In Kluckhohn's definition, we may interpret the "conception of the desirable" as a belief that guides a choice or preference behavior. This is a judgement on the acceptability of some state or entity. For the built environment, this quality or quantity is one of the various state descriptors that define its characteristics.Thus, we now define as a value any state descriptor which forms the subject matter of a belief in the correctness or preferability of a choice. In this manner, the act of valuing is dissociated from the value itself. Also, it becomes possible to allow for different people to hold different beliefs of preferability based on the same value.

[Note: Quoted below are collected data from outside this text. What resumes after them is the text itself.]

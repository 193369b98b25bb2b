//! HSL, Helsinki.
use super::{format_amount, TransitFactory, TransitIdentity, TransitInfo};
use crate::card::Card;
use crate::desfire::DesfireCard;
use crate::errors::ensure_len;
use crate::util::get_bits;
use crate::{Error, Result};

pub const APP_ID: u32 = 0x1120EF;

pub struct Hsl;

fn file(card: &DesfireCard, id: u8, need: usize) -> Result<&[u8]> {
    let data = card
        .file_data(APP_ID, id)
        .ok_or_else(|| Error::Invalid(format!("HSL card has no file {:#04x}", id)))?;
    ensure_len("HSL file", data, need)?;
    Ok(data)
}

/// The printed number skips the first byte.
fn serial_number(card: &DesfireCard) -> Result<String> {
    Ok(hex::encode(file(card, 0x08, 10)?)[2..20].to_owned())
}

impl TransitFactory for Hsl {
    fn name(&self) -> &'static str {
        "HSL"
    }

    fn check(&self, card: &Card) -> bool {
        card.as_desfire()
            .map_or(false, |card| card.application(APP_ID).is_some())
    }

    fn parse_identity(&self, card: &Card) -> Result<TransitIdentity> {
        let card = card.as_desfire().ok_or(Error::UnsupportedCard)?;
        Ok(TransitIdentity::new(self.name(), Some(serial_number(card)?)))
    }

    fn parse_info(&self, card: &Card) -> Result<TransitInfo> {
        let card = card.as_desfire().ok_or(Error::UnsupportedCard)?;
        let balance = get_bits(file(card, 0x02, 3)?, 0, 20);
        Ok(TransitInfo {
            card_name: self.name().into(),
            serial_number: Some(serial_number(card)?),
            balance: format_amount(balance as i64, "€"),
            trips: Vec::new(),
            subscriptions: Vec::new(),
        })
    }
}

#[cfg(test)]
mod tests {
    use super::*;
    use crate::transit::tests::desfire_card;

    #[test]
    fn test_parse() -> Result<()> {
        let serial = [0x00, 0x92, 0x46, 0x20, 0x12, 0x34, 0x56, 0x78, 0x90, 0x12, 0xFF];
        // 0x00FA0 in the top 20 bits: €40.00
        let purse = [0x00, 0xFA, 0x0F, 0xFF];
        let card = desfire_card(&[(APP_ID, &[(0x02, &purse), (0x08, &serial)])]);

        assert!(Hsl.check(&card));
        let info = Hsl.parse_info(&card)?;
        assert_eq!(info.serial_number.as_deref(), Some("924620123456789012"));
        assert_eq!(info.balance, "€40.00");
        Ok(())
    }
}
//! Checkpoint persistence
//!
//! A checkpoint is three files sharing the run-name stem:
//!
//! - `<run>_model.mpk`: model weights (compact named-mpk record)
//! - `<run>_optim.mpk`: optimizer moment estimates
//! - `<run>.json`: metadata (epoch, best validation Dice, timestamp)
//!
//! Saving overwrites in place; the best checkpoint of a run is whatever was
//! written last.

use std::fs;
use std::path::{Path, PathBuf};

use burn::module::Module;
use burn::record::CompactRecorder;
use burn::tensor::backend::AutodiffBackend;
use serde::{Deserialize, Serialize};
use tracing::info;

use crate::error::{Result, SteelSegError};
use crate::model::UNet;

use super::optim::SegOptimizer;

/// Metadata stored alongside the weight files
#[derive(Debug, Clone, Serialize, Deserialize)]
pub struct CheckpointMeta {
    /// Epoch the checkpoint was taken at (1-based)
    pub epoch: usize,
    /// Best validation Dice observed so far
    pub best_dice: f64,
    /// RFC 3339 timestamp of the save
    pub saved_at: String,
}

impl CheckpointMeta {
    pub fn new(epoch: usize, best_dice: f64) -> Self {
        Self {
            epoch,
            best_dice,
            saved_at: chrono::Utc::now().to_rfc3339(),
        }
    }
}

fn model_stem(dir: &Path, run_name: &str) -> PathBuf {
    dir.join(format!("{run_name}_model"))
}

fn optim_stem(dir: &Path, run_name: &str) -> PathBuf {
    dir.join(format!("{run_name}_optim"))
}

fn meta_path(dir: &Path, run_name: &str) -> PathBuf {
    dir.join(format!("{run_name}.json"))
}

/// Write model, optimizer and metadata under `dir`.
pub fn save<B: AutodiffBackend>(
    dir: &Path,
    run_name: &str,
    model: &UNet<B>,
    optimizer: &SegOptimizer<B>,
    meta: &CheckpointMeta,
) -> Result<()> {
    fs::create_dir_all(dir)?;
    let recorder = CompactRecorder::new();

    let model_path = model_stem(dir, run_name);
    model
        .clone()
        .save_file(&model_path, &recorder)
        .map_err(|e| SteelSegError::checkpoint(&model_path, e.to_string()))?;

    optimizer.save_record_file(&recorder, &optim_stem(dir, run_name))?;

    fs::write(meta_path(dir, run_name), serde_json::to_string_pretty(meta)?)?;

    info!(
        "Saved checkpoint '{}' (epoch {}, dice {:.4})",
        run_name, meta.epoch, meta.best_dice
    );
    Ok(())
}

/// Load a checkpoint saved by [`save`], consuming fresh model and optimizer
/// instances and returning them with the stored state applied.
pub fn load<B: AutodiffBackend>(
    dir: &Path,
    run_name: &str,
    model: UNet<B>,
    optimizer: SegOptimizer<B>,
    device: &B::Device,
) -> Result<(UNet<B>, SegOptimizer<B>, CheckpointMeta)> {
    let recorder = CompactRecorder::new();

    let model_path = model_stem(dir, run_name);
    let model = model
        .load_file(&model_path, &recorder, device)
        .map_err(|e| SteelSegError::checkpoint(&model_path, e.to_string()))?;

    let optimizer = optimizer.load_record_file(&recorder, &optim_stem(dir, run_name), device)?;

    let meta_file = meta_path(dir, run_name);
    let meta_text = fs::read_to_string(&meta_file)
        .map_err(|e| SteelSegError::checkpoint(&meta_file, e.to_string()))?;
    let meta: CheckpointMeta = serde_json::from_str(&meta_text)?;

    Ok((model, optimizer, meta))
}
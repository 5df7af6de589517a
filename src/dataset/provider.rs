//! Batch providers
//!
//! The trainer consumes data through the `BatchProvider` trait: one provider
//! per phase, each yielding the full batch sequence for an epoch. The batch
//! count is the length of the returned vector, which the trainer uses for
//! progress reporting and epoch-loss normalization. A sample that fails to
//! load fails the epoch; batches never shrink silently.

use burn::data::dataloader::batcher::Batcher;
use burn::tensor::backend::Backend;
use rand::seq::SliceRandom;
use rand::SeedableRng;
use rand_chacha::ChaCha8Rng;

use crate::error::Result;

use super::{SegBatch, SegBatcher, SegDataset};

/// Source of batches for one phase of training
pub trait BatchProvider<B: Backend> {
    /// Produce the ordered batch sequence for the given epoch.
    fn batches(&mut self, epoch: usize) -> Result<Vec<SegBatch<B>>>;
}

/// Disk-backed provider: draws items from a `SegDataset`, shuffling the
/// sample order each epoch when `shuffle` is set (train phase).
pub struct DiskBatchProvider<B: Backend> {
    dataset: SegDataset,
    batcher: SegBatcher<B>,
    batch_size: usize,
    shuffle: bool,
    rng: ChaCha8Rng,
}

impl<B: Backend> DiskBatchProvider<B> {
    pub fn new(
        dataset: SegDataset,
        batcher: SegBatcher<B>,
        batch_size: usize,
        shuffle: bool,
        seed: u64,
    ) -> Self {
        Self {
            dataset,
            batcher,
            batch_size,
            shuffle,
            rng: ChaCha8Rng::seed_from_u64(seed),
        }
    }
}

impl<B: Backend> BatchProvider<B> for DiskBatchProvider<B> {
    fn batches(&mut self, _epoch: usize) -> Result<Vec<SegBatch<B>>> {
        let mut indices: Vec<usize> = (0..self.dataset.len()).collect();
        if self.shuffle {
            indices.shuffle(&mut self.rng);
        }

        let mut batches = Vec::with_capacity(indices.len().div_ceil(self.batch_size.max(1)));
        for chunk in indices.chunks(self.batch_size) {
            let items = chunk
                .iter()
                .map(|&i| self.dataset.load(i))
                .collect::<Result<Vec<_>>>()?;
            batches.push(self.batcher.batch(items));
        }
        Ok(batches)
    }
}

/// Provider over pre-built batches, used in tests and for small cached runs
pub struct InMemoryProvider<B: Backend> {
    batches: Vec<SegBatch<B>>,
}

impl<B: Backend> InMemoryProvider<B> {
    pub fn new(batches: Vec<SegBatch<B>>) -> Self {
        Self { batches }
    }
}

impl<B: Backend> BatchProvider<B> for InMemoryProvider<B> {
    fn batches(&mut self, _epoch: usize) -> Result<Vec<SegBatch<B>>> {
        Ok(self.batches.clone())
    }
}

#[cfg(test)]
mod tests {
    use super::*;
    use crate::dataset::SegItem;
    use crate::error::SteelSegError;
    use crate::training::Phase;
    use burn::backend::NdArray;

    type TestBackend = NdArray<f32>;

    fn constant_batch(value: f32) -> SegBatch<TestBackend> {
        let device = Default::default();
        let batcher = SegBatcher::<TestBackend>::new(device, 4, 4, 1);
        let item = SegItem::from_data(
            vec![value; 3 * 16],
            vec![0.0; 16],
            4,
            4,
            1,
            "mem".to_string(),
        );
        batcher.batch(vec![item.clone(), item])
    }

    #[test]
    fn test_in_memory_provider_is_stable() {
        let mut provider = InMemoryProvider::new(vec![constant_batch(0.1), constant_batch(0.9)]);
        assert_eq!(provider.batches(0).unwrap().len(), 2);
        assert_eq!(provider.batches(1).unwrap().len(), 2);
    }

    #[test]
    fn test_disk_provider_batches_every_sample() {
        let dir = tempfile::tempdir().unwrap();
        let image_dir = dir.path().join("train").join("images");
        let mask_dir = dir.path().join("train").join("masks");
        std::fs::create_dir_all(&image_dir).unwrap();
        std::fs::create_dir_all(&mask_dir).unwrap();

        let img = image::RgbImage::from_pixel(8, 8, image::Rgb([90, 90, 90]));
        let mask = image::GrayImage::from_pixel(8, 8, image::Luma([1]));
        for name in ["a.png", "b.png", "c.png"] {
            img.save(image_dir.join(name)).unwrap();
            mask.save(mask_dir.join(name)).unwrap();
        }

        let dataset = SegDataset::from_dir(dir.path(), Phase::Train, 8, 8, 4).unwrap();
        let batcher = SegBatcher::<TestBackend>::new(Default::default(), 8, 8, 4);
        let mut provider = DiskBatchProvider::new(dataset, batcher, 2, false, 1);

        let batches = provider.batches(0).unwrap();
        assert_eq!(batches.len(), 2);
        assert_eq!(batches[0].images.dims()[0], 2);
        assert_eq!(batches[1].images.dims()[0], 1);
    }

    #[test]
    fn test_unreadable_sample_fails_the_epoch() {
        let dir = tempfile::tempdir().unwrap();
        let image_dir = dir.path().join("train").join("images");
        let mask_dir = dir.path().join("train").join("masks");
        std::fs::create_dir_all(&image_dir).unwrap();
        std::fs::create_dir_all(&mask_dir).unwrap();

        let img = image::RgbImage::from_pixel(8, 8, image::Rgb([90, 90, 90]));
        let mask = image::GrayImage::from_pixel(8, 8, image::Luma([1]));
        img.save(image_dir.join("a.png")).unwrap();
        mask.save(mask_dir.join("a.png")).unwrap();

        // Garbage image with a perfectly valid mask: the scan accepts it,
        // loading must not.
        std::fs::write(image_dir.join("b.png"), b"not an image").unwrap();
        mask.save(mask_dir.join("b.png")).unwrap();

        let dataset = SegDataset::from_dir(dir.path(), Phase::Train, 8, 8, 4).unwrap();
        let batcher = SegBatcher::<TestBackend>::new(Default::default(), 8, 8, 4);
        let mut provider = DiskBatchProvider::new(dataset, batcher, 2, false, 1);

        let err = provider.batches(0);
        assert!(matches!(err, Err(SteelSegError::ImageLoad(_, _))));
    }
}
//! Supervised training orchestrator
//!
//! The `Trainer` owns the model, optimizer, loss criterion, scheduler and
//! run state, and drives the epoch/phase lifecycle:
//!
//! 1. Train phase with gradient accumulation (and optional cutmix)
//! 2. Validation phase on the inner backend without autodiff
//! 3. Scheduler step on the validation loss
//! 4. Best-checkpoint save whenever validation Dice improves
//! 5. Full rewrite of the run's CSV log
//!
//! Loss scaling mirrors the accumulation: each batch loss is divided by the
//! accumulation step count before backward, and the epoch average multiplies
//! it back in.

use std::path::Path;
use std::time::Instant;

use burn::module::{AutodiffModule, Module};
use burn::optim::{GradientsAccumulator, GradientsParams};
use burn::prelude::*;
use burn::tensor::backend::AutodiffBackend;
use rand::SeedableRng;
use rand_chacha::ChaCha8Rng;
use serde::{Deserialize, Serialize};
use tracing::{debug, info};

use crate::dataset::{BatchProvider, SegBatch};
use crate::error::{Result, SteelSegError};
use crate::model::UNet;
use crate::utils::{format_duration, EpochScores, RunLog, SegmentationMeter};

use super::checkpoint::{self, CheckpointMeta};
use super::config::TrainerConfig;
use super::cutmix::{cutmix, CUTMIX_ALPHA};
use super::loss::Criterion;
use super::scheduler::ReduceOnPlateau;
use super::Phase;

/// Metric history for one phase, indexed by completed epoch
#[derive(Debug, Clone, Default, Serialize, Deserialize)]
pub struct PhaseHistory {
    pub loss: Vec<f64>,
    pub dice: Vec<f64>,
    pub iou: Vec<f64>,
    pub f2: Vec<f64>,
}

impl PhaseHistory {
    pub fn push(&mut self, loss: f64, dice: f64, iou: f64, f2: f64) {
        self.loss.push(loss);
        self.dice.push(dice);
        self.iou.push(iou);
        self.f2.push(f2);
    }
}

Values that can affect the nature and outcome of human activities may be classified under general categories. Among these, those that can be called technical values are predominant in the formation of the built environment. Three such technical values in this context are reliability, efficiency and compatibility. Reliability is a measure of the probability that a solution will perform its function satisfactorily. In the built environment, this may be interpreted, for example, to mean the probability that a building will provide enclosure and the necessary meso-environmental conditions. Efficiency concerns the ratio of the utility obtained to the amount of the resources supplied. In the built environment, efficiency measures may be such quantities as amount of useful space or quality obtained per unit of investment, or the efficiency of the heating system provided. Compatibility is a value related to the inverse of the degree of conflict that the solution implemented will create with the users, as well as other beings and entities in the environment. A foremost example of compatibility is safety.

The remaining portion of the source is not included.